//! Top-level screen state machine
//!
//! One `App` owns the economy, the audio manager and at most one run. The
//! driver feeds it one `FrameInput` per frame; `update` handles the intents
//! in order and then advances the run by a single tick if one is playing.

use rand::{Rng, SeedableRng};
use rand_pcg::Pcg32;
use serde::Serialize;

use crate::audio::{AudioManager, SoundEffect};
use crate::economy::{EconomyStore, RunResult};
use crate::platform::{Direction, FrameInput, Intent};
use crate::renderer::{MenuView, RunView, ShopEntry, ShopView, Snapshot};
use crate::sim::{CharacterKind, CityTheme, GameState, SimEvent, TickInput, tick};

/// Current screen
#[derive(Debug, Clone, Copy, PartialEq, Eq, Hash, Serialize)]
pub enum Screen {
    Menu,
    ArenaSelect,
    Shop,
    Playing,
    /// Run suspended; only the overlay is live
    Paused,
    /// Shown once after a run that beat the high score
    HighScoreCelebration,
    GameOver,
    /// Terminal
    Quit,
}

const MENU_ITEMS: [&str; 4] = ["Start Game", "City Select", "Character Shop", "Quit Game"];
const PAUSE_ITEMS: [&str; 2] = ["Resume Game", "Quit to Menu"];
const GAME_OVER_ITEMS: [&str; 2] = ["Play Again", "Main Menu"];

/// The game application
#[derive(Debug)]
pub struct App {
    screen: Screen,
    economy: EconomyStore,
    audio: AudioManager,
    /// Seeds each run
    rng: Pcg32,
    theme: CityTheme,
    cursor: usize,
    session: Option<GameState>,
    last_result: Option<RunResult>,
    shop_notice: Option<String>,
    autopilot: bool,
}

impl App {
    pub fn new(economy: EconomyStore, audio: AudioManager, seed: u64) -> Self {
        Self {
            screen: Screen::Menu,
            economy,
            audio,
            rng: Pcg32::seed_from_u64(seed),
            theme: CityTheme::default(),
            cursor: 0,
            session: None,
            last_result: None,
            shop_notice: None,
            autopilot: false,
        }
    }

    /// Let the simulation jump on its own (demo/idle mode)
    pub fn with_autopilot(mut self, autopilot: bool) -> Self {
        self.autopilot = autopilot;
        self
    }

    pub fn screen(&self) -> Screen {
        self.screen
    }

    pub fn theme(&self) -> CityTheme {
        self.theme
    }

    pub fn economy(&self) -> &EconomyStore {
        &self.economy
    }

    pub fn session(&self) -> Option<&GameState> {
        self.session.as_ref()
    }

    pub fn session_mut(&mut self) -> Option<&mut GameState> {
        self.session.as_mut()
    }

    pub fn last_result(&self) -> Option<&RunResult> {
        self.last_result.as_ref()
    }

    pub fn is_finished(&self) -> bool {
        self.screen == Screen::Quit
    }

    /// Handle one frame of input, then advance the run by one tick if playing
    pub fn update(&mut self, input: &FrameInput) {
        let mut jump = false;

        for &intent in &input.intents {
            if self.is_finished() {
                return;
            }
            match intent {
                Intent::Quit => self.quit(),
                _ => self.handle_intent(intent, &mut jump),
            }
        }

        if self.screen == Screen::Playing {
            self.step_run(jump);
        }
    }

    /// Flush the economy and stop. An unfinished run is not banked.
    pub fn quit(&mut self) {
        if self.is_finished() {
            return;
        }
        log::info!("Quitting from {:?}", self.screen);
        self.economy.flush();
        self.screen = Screen::Quit;
    }

    fn handle_intent(&mut self, intent: Intent, jump: &mut bool) {
        match self.screen {
            Screen::Menu => match intent {
                Intent::Navigate(dir) => self.move_cursor(dir, MENU_ITEMS.len()),
                Intent::Jump => self.start_run(),
                Intent::Confirm => match self.cursor {
                    0 => self.start_run(),
                    1 => {
                        self.cursor = CityTheme::ALL
                            .iter()
                            .position(|t| *t == self.theme)
                            .unwrap_or(0);
                        self.go_to(Screen::ArenaSelect);
                    }
                    2 => {
                        self.cursor = 0;
                        self.shop_notice = None;
                        self.go_to(Screen::Shop);
                    }
                    _ => self.quit(),
                },
                _ => {}
            },

            Screen::ArenaSelect => match intent {
                Intent::Navigate(dir) => self.move_cursor(dir, CityTheme::ALL.len()),
                Intent::Confirm => {
                    self.theme = CityTheme::ALL[self.cursor];
                    self.start_run();
                }
                Intent::Back => {
                    self.theme = CityTheme::default();
                    self.to_menu();
                }
                _ => {}
            },

            Screen::Shop => match intent {
                Intent::Navigate(dir) => {
                    self.shop_notice = None;
                    self.move_cursor(dir, CharacterKind::ALL.len());
                }
                Intent::Confirm => self.shop_confirm(CharacterKind::ALL[self.cursor]),
                Intent::Back => {
                    self.economy.flush();
                    self.to_menu();
                }
                _ => {}
            },

            Screen::Playing => match intent {
                Intent::Jump => *jump = true,
                Intent::Pause => {
                    if let Some(state) = self.session.as_mut() {
                        state.pause();
                    }
                    self.cursor = 0;
                    self.go_to(Screen::Paused);
                }
                Intent::Back => {
                    log::info!("Run abandoned");
                    self.to_menu();
                }
                _ => {}
            },

            Screen::Paused => match intent {
                Intent::Pause | Intent::Jump => self.resume_run(),
                Intent::Navigate(dir) => self.move_cursor(dir, PAUSE_ITEMS.len()),
                Intent::Confirm if self.cursor == 0 => self.resume_run(),
                Intent::Confirm | Intent::Back => self.to_menu(),
                _ => {}
            },

            Screen::HighScoreCelebration => {
                if matches!(intent, Intent::Confirm | Intent::Jump) {
                    self.cursor = 0;
                    self.go_to(Screen::GameOver);
                }
            }

            Screen::GameOver => match intent {
                Intent::Navigate(dir) => self.move_cursor(dir, GAME_OVER_ITEMS.len()),
                Intent::Jump => self.start_run(),
                Intent::Confirm if self.cursor == 0 => self.start_run(),
                Intent::Confirm | Intent::Back => self.to_menu(),
                _ => {}
            },

            Screen::Quit => {}
        }
    }

    fn go_to(&mut self, screen: Screen) {
        log::debug!("Screen {:?} -> {:?}", self.screen, screen);
        self.screen = screen;
    }

    fn move_cursor(&mut self, dir: Direction, len: usize) {
        self.cursor = match dir {
            Direction::Down => (self.cursor + 1) % len,
            Direction::Up => (self.cursor + len - 1) % len,
        };
    }

    fn to_menu(&mut self) {
        self.session = None;
        self.cursor = 0;
        self.go_to(Screen::Menu);
    }

    fn start_run(&mut self) {
        let seed = self.rng.random::<u64>();
        let kind = self.economy.equipped();
        log::info!(
            "Starting run as {} in {}, {} (seed {})",
            kind.display_name(),
            self.theme.display_name(),
            self.theme.nation(),
            seed
        );
        self.session = Some(GameState::new(seed, kind, self.theme));
        self.last_result = None;
        self.cursor = 0;
        self.go_to(Screen::Playing);
    }

    fn resume_run(&mut self) {
        if let Some(state) = self.session.as_mut() {
            state.resume();
        }
        self.go_to(Screen::Playing);
    }

    fn shop_confirm(&mut self, kind: CharacterKind) {
        let outcome = if self.economy.owns(kind) {
            self.economy.equip(kind)
        } else {
            let bought = self.economy.purchase(kind);
            if bought.is_ok() {
                self.economy.flush();
            }
            bought.and_then(|()| self.economy.equip(kind))
        };

        self.shop_notice = match outcome {
            Ok(()) => None,
            Err(e) => {
                log::info!("Shop: {}", e);
                Some(e.to_string())
            }
        };
    }

    fn step_run(&mut self, jump: bool) {
        let Some(state) = self.session.as_mut() else {
            self.to_menu();
            return;
        };

        let input = TickInput {
            jump,
            autopilot: self.autopilot,
        };
        let events = tick(state, &input);
        let crashed = state.is_over();

        for event in events {
            match event {
                SimEvent::Jumped => self.audio.play(SoundEffect::Jump),
                SimEvent::CoinCollected { .. } => self.audio.play(SoundEffect::CoinCollect),
                SimEvent::ShieldActivated => self.audio.play(SoundEffect::ShieldUp),
                SimEvent::ObstaclePassed | SimEvent::Crashed { .. } => {}
            }
        }

        if crashed {
            self.finish_run();
        }
    }

    /// Bank the crashed run and move to the post-run screens
    fn finish_run(&mut self) {
        let Some(state) = self.session.as_ref() else {
            return;
        };

        let result = self.economy.record_run(state.score, state.coins_collected);
        self.economy.flush();
        log::info!(
            "Run over: score {}, {} coins (total {}){}",
            result.score,
            result.coins_collected,
            result.total_coins,
            if result.new_high_score { ", new high score" } else { "" }
        );

        self.audio.play(SoundEffect::GameOver);
        self.last_result = Some(result);
        self.cursor = 0;
        if result.new_high_score {
            self.audio.play(SoundEffect::HighScore);
            self.go_to(Screen::HighScoreCelebration);
        } else {
            self.go_to(Screen::GameOver);
        }
    }

    /// Read-only view of the current frame for the renderer
    pub fn snapshot(&self) -> Snapshot<'_> {
        let menu = match self.screen {
            Screen::Menu => Some(MENU_ITEMS.to_vec()),
            Screen::ArenaSelect => Some(CityTheme::ALL.iter().map(|t| t.display_name()).collect()),
            Screen::Paused => Some(PAUSE_ITEMS.to_vec()),
            Screen::GameOver => Some(GAME_OVER_ITEMS.to_vec()),
            _ => None,
        }
        .map(|items| MenuView {
            items,
            cursor: self.cursor,
        });

        let shop = (self.screen == Screen::Shop).then(|| ShopView {
            entries: CharacterKind::ALL
                .iter()
                .map(|&kind| ShopEntry {
                    kind,
                    name: kind.display_name(),
                    description: kind.description(),
                    cost: kind.cost(),
                    owned: self.economy.owns(kind),
                    equipped: self.economy.equipped() == kind,
                })
                .collect(),
            cursor: self.cursor,
            notice: self.shop_notice.clone(),
        });

        let run = self.session.as_ref().map(|state| RunView {
            runner: &state.runner,
            obstacles: &state.obstacles,
            coins: &state.coins,
            clouds: &state.clouds,
            score: state.score,
            coins_collected: state.coins_collected,
            time_ticks: state.time_ticks,
        });

        Snapshot {
            screen: self.screen,
            theme: self.session.as_ref().map_or(self.theme, |s| s.theme),
            high_score: self.economy.high_score(),
            total_coins: self.economy.coins(),
            equipped: self.economy.equipped(),
            menu,
            shop,
            run,
            result: self.last_result,
        }
    }
}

......

#### EXERCISE REQUIREMENTS
Count up the lines in the records where the string "owns" appears. Your reply is that number alone.

#### SOLUTION FOR THIS PROBLEM
3